▸ Task details
Using the data beneath this instruction, retype only the lines from the one that contains "self.in_use.fetch_add(1, Ordering::SeqCst);" down to the one that contains "dropping the guard.", both included, exactly as they appear.

─── Recorded data ───

//! Fixed-size pool of long-lived browser instances
//!
//! The pool launches every instance up front and hands them out one at a
//! time. Idle instances sit in a channel, so `acquire` parks on the channel
//! instead of polling, and the `PooledWorker` guard pushes the instance back
//! when it is dropped, which makes release unconditional on every exit path.
//! No ordering is promised between concurrent waiters.

use crate::config::PoolConfig;
use crate::error::{Error, Result};
use crate::render::RenderPage;
use async_trait::async_trait;
use log::{debug, error, info};
use std::ops::Deref;
use std::sync::atomic::{AtomicUsize, Ordering};
use std::sync::Arc;
use tokio::sync::{mpsc, Mutex};
use tokio_util::sync::CancellationToken;

/// Starts browser instances for the pool.
#[async_trait]
pub trait Launcher: Send + Sync + 'static {
    type Worker: Worker;

    /// Best-effort cleanup of instances left behind by a crashed run.
    async fn reap_strays(&self) {}

    /// Launch the instance with the given slot index.
    async fn launch(&self, index: usize) -> Result<Self::Worker>;
}

/// One live browser instance.
#[async_trait]
pub trait Worker: Send + Sync + 'static {
    /// Stable identity of the instance within its pool
    fn id(&self) -> usize;

    /// Open a fresh page scoped to this instance.
    async fn open_page(&self) -> Result<Box<dyn RenderPage>>;

    /// Terminate the instance. Must tolerate being called twice.
    async fn close(&self);
}

struct PoolState<W> {
    workers: Vec<Arc<W>>,
    idle_tx: mpsc::UnboundedSender<Arc<W>>,
    idle_rx: Arc<Mutex<mpsc::UnboundedReceiver<Arc<W>>>>,
    closed: CancellationToken,
}

/// Bounded pool of browser instances
pub struct WorkerPool<L: Launcher> {
    launcher: L,
    config: PoolConfig,
    // `None` until initialized and again after `close_all`
    state: Mutex<Option<PoolState<L::Worker>>>,
    in_use: Arc<AtomicUsize>,
}

impl<L: Launcher> WorkerPool<L> {
    pub fn new(launcher: L, config: PoolConfig) -> Self {
        Self {
            launcher,
            config,
            state: Mutex::new(None),
            in_use: Arc::new(AtomicUsize::new(0)),
        }
    }

    /// Configured number of instances
    pub fn size(&self) -> usize {
        self.config.size
    }

    /// Number of instances currently handed out
    pub fn in_use(&self) -> usize {
        self.in_use.load(Ordering::SeqCst)
    }

    pub async fn is_initialized(&self) -> bool {
        self.state.lock().await.is_some()
    }

    /// Launch every instance. Calling it again on a live pool is a no-op.
    ///
    /// If any launch fails, the instances already started are closed and the
    /// launch error is returned; the pool stays uninitialized.
    pub async fn initialize(&self) -> Result<()> {
        let mut state = self.state.lock().await;
        if state.is_none() {
            *state = Some(self.launch_all().await?);
        }
        Ok(())
    }

    async fn launch_all(&self) -> Result<PoolState<L::Worker>> {
        self.launcher.reap_strays().await;

        let mut workers: Vec<Arc<L::Worker>> = Vec::with_capacity(self.config.size);
        for index in 0..self.config.size {
            match self.launcher.launch(index).await {
                Ok(worker) => workers.push(Arc::new(worker)),
                Err(err) => {
                    error!("Failed to launch browser instance {}: {}", index, err);
                    for worker in &workers {
                        worker.close().await;
                    }
                    return Err(err);
                }
            }
        }

        let (idle_tx, idle_rx) = mpsc::unbounded_channel();
        for worker in &workers {
            let _ = idle_tx.send(Arc::clone(worker));
        }
        info!("Launched {} browser instances", workers.len());

        Ok(PoolState {
            workers,
            idle_tx,
            idle_rx: Arc::new(Mutex::new(idle_rx)),
            closed: CancellationToken::new(),
        })
    }

    /// Borrow an idle instance, initializing the pool first if needed.
    ///
    /// Waits without timeout until an instance is free. Fails with
    /// `Error::PoolClosed` if the pool is closed while waiting.
    pub async fn acquire(&self) -> Result<PooledWorker<L::Worker>> {
        let (idle_tx, idle_rx, closed) = {
            let mut guard = self.state.lock().await;
            if guard.is_none() {
                *guard = Some(self.launch_all().await?);
            }
            let Some(state) = guard.as_ref() else {
                return Err(Error::PoolClosed);
            };
            (
                state.idle_tx.clone(),
                Arc::clone(&state.idle_rx),
                state.closed.clone(),
            )
        };

        let worker = tokio::select! {
            worker = async { idle_rx.lock().await.recv().await } => {
                worker.ok_or(Error::PoolClosed)?
            }
            _ = closed.cancelled() => return Err(Error::PoolClosed),
        };

        self.in_use.fetch_add(1, Ordering::SeqCst);
        debug!("Acquired browser instance {}", worker.id());
        Ok(PooledWorker {
            worker,
            idle_tx,
            in_use: Arc::clone(&self.in_use),
        })
    }

    /// Hand an instance back. Equivalent to dropping the guard.
    pub fn release(&self, worker: PooledWorker<L::Worker>) {
        drop(worker);
    }

    /// Terminate every instance and reset the pool. Idempotent.
    pub async fn close_all(&self) {
        let state = self.state.lock().await.take();
        if let Some(state) = state {
            state.closed.cancel();
            for worker in &state.workers {
                worker.close().await;
            }
            info!("Closed {} browser instances", state.workers.len());
        }
    }
}

/// Exclusive borrow of one pooled instance; returns it to the pool on drop.
pub struct PooledWorker<W: Worker> {
    worker: Arc<W>,
    idle_tx: mpsc::UnboundedSender<Arc<W>>,
    in_use: Arc<AtomicUsize>,
}

impl<W: Worker> Deref for PooledWorker<W> {
    type Target = W;

    fn deref(&self) -> &W {
        &self.worker
    }
}

impl<W: Worker> Drop for PooledWorker<W> {
    fn drop(&mut self) {
        debug!("Released browser instance {}", self.worker.id());
        self.in_use.fetch_sub(1, Ordering::SeqCst);
        // The receiver is gone once the pool has been closed; the instance
        // is already terminated in that case.
        let _ = self.idle_tx.send(Arc::clone(&self.worker));
    }
}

───

▸ Solution for this problem
        self.in_use.fetch_add(1, Ordering::SeqCst);
        debug!("Acquired browser instance {}", worker.id());
        Ok(PooledWorker {
            worker,
            idle_tx,
            in_use: Arc::clone(&self.in_use),
        })
    }

    /// Hand an instance back. Equivalent to dropping the guard.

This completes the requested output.